Hilarion suggested I might share some excerpts from my recently published book The Sharing: The Owner’s Manual for Being Human that illustrate what Nancy was (and still is) all about.

From the Acknowledgements

“Nancy Retzlaff conveyed the message from the Council of Seven that got me thinking about this material. She is the most valued of teachers, someone who practices what she preaches. She has my deep gratitude and respect.”

Nancy walked her talk with grace and ease. She seemed to adapt to changing circumstances effortlessly. She was the perfect example of someone who kept their beliefs, thoughts, words, and deeds in absolute alignment, creating harmony of the inner and the outer world.

From Chapter 12, Are Our Lives Spiritual Enough?

“We do not have to lead a contemplative religious life to be spiritual, although it is okay to do so, and it is highly recommended if it truly brings us joy. We merely need to live our usual lives from a different place of perception. If we open to the sharing within and are grateful for what life brings us, we will find richness and happiness in ordinary, everyday events. We don’t so much need to be holy as wholly connected to the sharing within and wholly in love with life. This is a spiritual lifestyle.”

Nancy certainly was no nun. She enjoyed her food and drink and socializing with friends and family. She also enjoyed her private quiet meditation time—what she called Mount Bedroom. She really shone in her role as a teacher. She understood that all of the strife, conflict, fear, and judgment is the illusion of separation consciousness. She perceived life differently than most of us do, honoring the divine nature in everyone. Her aim was to be joyful no matter what went on around her. She didn’t complain. She took personal responsibility for her reality. Her approach to life was absolutely spiritual and also made her great fun to be around. I believe all of her friends and students hope to grow up to become Nancy one day.

From Chapter 23, Death of the Body

“As a human, we are born into our physical body to express our thread’s purpose, and our physical body dies when we have completed that purpose. Because all existence is simultaneous, our birth, death, and progression in this life have no real or lasting meaning. The only thing that does matter is how we choose to experience our existence. If we perceive the present moment gratefully and as an encounter with the divine, we are fulfilling our purpose: to allow the sharing to experience itself in love and joy.”

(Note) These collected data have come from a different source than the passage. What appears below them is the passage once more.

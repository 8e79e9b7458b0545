//! Transport-agnostic event bus with request/response and streaming calls.
//!
//! Everything is built on one primitive, the [`Context`]: register
//! listeners by tag or match expression, emit events synchronously.
//! [`invoke`] layers correlated request/response calls over it and
//! [`stream`] adds multi-value responses. A [`transport`] bridges a context
//! to a physical channel so the same calls work across threads, processes
//! or sockets.

mod context;
mod error;
mod event;
mod matcher;
mod tag;

pub mod invoke;
pub mod stream;
pub mod transport;

pub use context::{
    Context, ContextConfig, ContextHooks, EmitOptions, ListenerId, Target, WeakContext,
};
pub use error::{HandlerError, InvokeError, TransportError};
pub use event::{define_event, Event, EventKind, FlowDirection};
pub use matcher::{and, match_any, match_by, or, outbound_filter, MatchExpression};
pub use tag::{generate_id, Tag};

pub use invoke::{
    boxed_invoke_handler, define_invoke, define_invoke_events, define_invoke_handler,
    define_invoke_handlers, define_invokes, undefine_invoke_handler, BoxedInvokeHandler, Invoke,
    InvokeEvents, InvokeHandlerToken, InvokePayload,
};
pub use stream::{
    boxed_stream_handler, define_stream_invoke, define_stream_invoke_handler,
    define_stream_invoke_handlers, define_stream_invokes, to_stream_handler,
    undefine_stream_invoke_handler, BoxedStreamHandler, InvokeStream, PushStream, StreamEmitter,
    StreamInvoke,
};
pub use transport::{TransportHandle, TransportStats, WireEnvelope};

// Re-export the EventEmitter from the event_emitter_rs crate
#[cfg(feature = "emitter")]
pub use event_emitter_rs::EventEmitter;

Nancy’s death was just as profound as her life. She passed, simply, easily, gracefully into a new way of being. There was no prolonged illness, great pain, or complicated medical treatment. She merely shifted spiritual gears. Having achieved her soul’s purpose in this world and having enjoyed life fully, she moved on—joyously I believe—to the next great adventure.

You may or may not have known Nancy. If you did, I’m certain you hold the same respect and gratitude for her essence that I do. If you weren’t blessed to know her, I’m equally sure there has been someone in your life that you hold in similar regard. Let’s take a moment to commune with our sharing within—our inner divinity—and our honored teacher, to find out how we can better learn from her or his example.

We’ll being by making our breath soft and even. We’ll allow our focus to rest on our heart area, where we picture our sharing within as a warm golden light. As we inhale the light becomes increasingly strong, steady and bright. As we exhale, the light spills out through and around us. We will continue the rhythmic breathing and visualization until a sense of peace and completion fills us—the sign of conscious connection with our sharing within.

Next we’ll picture meeting our treasured teacher on a park bench overlooking a peaceful scene. We will see the two of us enveloped in the golden light of our sharing within. We’ll greet her or him joyfully and thankfully. We’ll ask our teacher to share with us a trait of hers/his that it would be most helpful for us to emulate. We will also request that they give us a simple and easy way to remember to do so.

Perhaps we will hear our teacher will tells us (as Nancy is telling me now) that more patience would be useful. Perhaps our teacher will remind us (as Nancy is reminding me now) of the Angel of Patience from the Angel card deck. The angel is portrayed knitting a sweater that is partially complete. But, as Nancy was fond of saying, the angel never doubts that her work will become a sweater, even when there are only a few stitches on the needle. Whatever reminder your teacher provides, you can trust that it is perfect for you.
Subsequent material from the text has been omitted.